DATA SUPPLIED —
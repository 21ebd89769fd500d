use axum::{
    extract::{rejection::FormRejection, State},
    response::{Html, Redirect},
    Form,
};
use std::collections::HashMap;
use std::sync::Arc;
use tera::Context;

use super::ApiError;
use crate::{
    extractors::RecordId,
    services::{
        answer_service::AnswerService, attempt_service::AttemptService,
        chapter_service::ChapterService, results_service::ResultsService, AppState,
    },
    views::{self, ANSWER_CHOICES},
};

/// GET /attempt/{id} - questions to answer
pub async fn show_attempt(
    State(state): State<Arc<AppState>>,
    RecordId(attempt_id): RecordId,
) -> Result<Html<String>, ApiError> {
    let attempt = AttemptService::new(state.pool.clone())
        .get_attempt(attempt_id)
        .await?;
    let chapters = ChapterService::new(state.pool.clone());
    let chapter = chapters.get_chapter(attempt.chapter_id).await?;
    let questions = chapters.questions_for_chapter(chapter.id).await?;

    let mut context = Context::new();
    context.insert("attempt", &attempt);
    context.insert("chapter", &chapter);
    context.insert("questions", &questions);
    context.insert("choices", &ANSWER_CHOICES);
    Ok(Html(views::render("attempt.html", &context)?))
}

/// POST /attempt/{id} - grade `q{question_id}` fields and show results.
/// A missing or unreadable form body means every question is unanswered.
pub async fn submit_answers(
    State(state): State<Arc<AppState>>,
    RecordId(attempt_id): RecordId,
    form: Result<Form<HashMap<String, String>>, FormRejection>,
) -> Result<Redirect, ApiError> {
    let attempt = AttemptService::new(state.pool.clone())
        .get_attempt(attempt_id)
        .await?;

    let form = match form {
        Ok(Form(form)) => form,
        Err(rejection) => {
            tracing::debug!(
                "No answer form for attempt {} ({}), treating all as unanswered",
                attempt_id,
                rejection
            );
            HashMap::new()
        }
    };
    tracing::info!("Submitting {} answers for attempt {}", form.len(), attempt_id);

    let chapters = ChapterService::new(state.pool.clone());
    let chapter = chapters.get_chapter(attempt.chapter_id).await?;
    let questions = chapters.questions_for_chapter(chapter.id).await?;

    AnswerService::new(state.pool.clone())
        .submit_answers(&attempt, &questions, &form)
        .await?;

    Ok(Redirect::to(&format!("/results/{}", attempt.id)))
}

/// GET /results/{id} - scored report
pub async fn show_results(
    State(state): State<Arc<AppState>>,
    RecordId(attempt_id): RecordId,
) -> Result<Html<String>, ApiError> {
    let report = ResultsService::new(state.pool.clone())
        .report(attempt_id)
        .await?;

    let context = Context::from_serialize(&report)?;
    Ok(Html(views::render("results.html", &context)?))
}
use std::time::Duration;

#[derive(Debug, Clone)]
pub struct RetryConfig {
    pub max_attempts: usize,
    pub base_backoff: Duration,
    pub max_backoff: Duration,
    pub jitter_max: Option<Duration>,
}

impl Default for RetryConfig {
    fn default() -> Self {
        Self {
            max_attempts: 5,
            base_backoff: Duration::from_millis(10),
            max_backoff: Duration::from_millis(200),
            jitter_max: Some(Duration::from_millis(20)),
        }
    }
}

impl RetryConfig {
    fn delay(&self, backoff: Duration) -> Duration {
        match self.jitter_max {
            Some(jitter_max) => {
                let jitter_ms = jitter_max.as_millis() as u64;
                let extra = if jitter_ms == 0 {
                    0
                } else {
                    rand::random::<u64>() % (jitter_ms + 1)
                };
                backoff + Duration::from_millis(extra)
            }
            None => backoff,
        }
    }
}

/// Retries only errors accepted by `should_retry`; any other error is returned immediately.
pub async fn retry_async_when<F, Fut, T, E, P>(
    config: RetryConfig,
    mut f: F,
    should_retry: P,
) -> Result<T, E>
where
    F: FnMut() -> Fut,
    Fut: std::future::Future<Output = Result<T, E>>,
    P: Fn(&E) -> bool,
{
    let mut attempts_left = config.max_attempts.max(1);
    let mut backoff = config.base_backoff;

    loop {
        match f().await {
            Ok(v) => return Ok(v),
            Err(e) => {
                attempts_left = attempts_left.saturating_sub(1);
                if attempts_left == 0 || !should_retry(&e) {
                    return Err(e);
                }

                tracing::debug!(
                    "Retrying after {:?} ({} attempts left)",
                    backoff,
                    attempts_left
                );
                tokio::time::sleep(config.delay(backoff)).await;
                backoff = std::cmp::min(backoff * 2, config.max_backoff);
            }
        }
    }
}

#[cfg(test)]
mod tests {
    use super::*;
    use std::sync::atomic::{AtomicUsize, Ordering};

    fn fast_config(max_attempts: usize) -> RetryConfig {
        RetryConfig {
            max_attempts,
            base_backoff: Duration::from_millis(1),
            max_backoff: Duration::from_millis(10),
            jitter_max: None,
        }
    }

    #[tokio::test]
    async fn retry_succeeds_after_retries() {
        let counter = AtomicUsize::new(0);

        let res: Result<usize, &'static str> = retry_async_when(
            fast_config(3),
            || async {
                let n = counter.fetch_add(1, Ordering::SeqCst);
                if n < 2 {
                    Err("fail")
                } else {
                    Ok(n)
                }
            },
            |_| true,
        )
        .await;

        assert_eq!(res, Ok(2));
        assert_eq!(counter.load(Ordering::SeqCst), 3);
    }

    #[tokio::test]
    async fn retry_fails_after_max_attempts() {
        let counter = AtomicUsize::new(0);

        let res: Result<(), &'static str> = retry_async_when(
            fast_config(2),
            || async {
                counter.fetch_add(1, Ordering::SeqCst);
                Err("always fail")
            },
            |_| true,
        )
        .await;

        assert!(res.is_err());
        assert_eq!(counter.load(Ordering::SeqCst), 2);
    }

    #[tokio::test]
    async fn non_retryable_error_returns_immediately() {
        let counter = AtomicUsize::new(0);

        let res: Result<(), &'static str> = retry_async_when(
            fast_config(5),
            || async {
                counter.fetch_add(1, Ordering::SeqCst);
                Err("fatal")
            },
            |e| *e == "transient",
        )
        .await;

        assert_eq!(res, Err("fatal"));
        assert_eq!(counter.load(Ordering::SeqCst), 1);
    }

    #[tokio::test]
    async fn zero_attempts_still_runs_once() {
        let counter = AtomicUsize::new(0);

        let res: Result<(), &'static str> = retry_async_when(
            fast_config(0),
            || async {
                counter.fetch_add(1, Ordering::SeqCst);
                Err("fail")
            },
            |_| true,
        )
        .await;

        assert!(res.is_err());
        assert_eq!(counter.load(Ordering::SeqCst), 1);
    }
}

THE PROBLEM — What is needed is every line of the records above that contains the word "match".

ANSWER TO THE EXERCISE —
    let form = match form {
        match self.jitter_max {
        match f().await {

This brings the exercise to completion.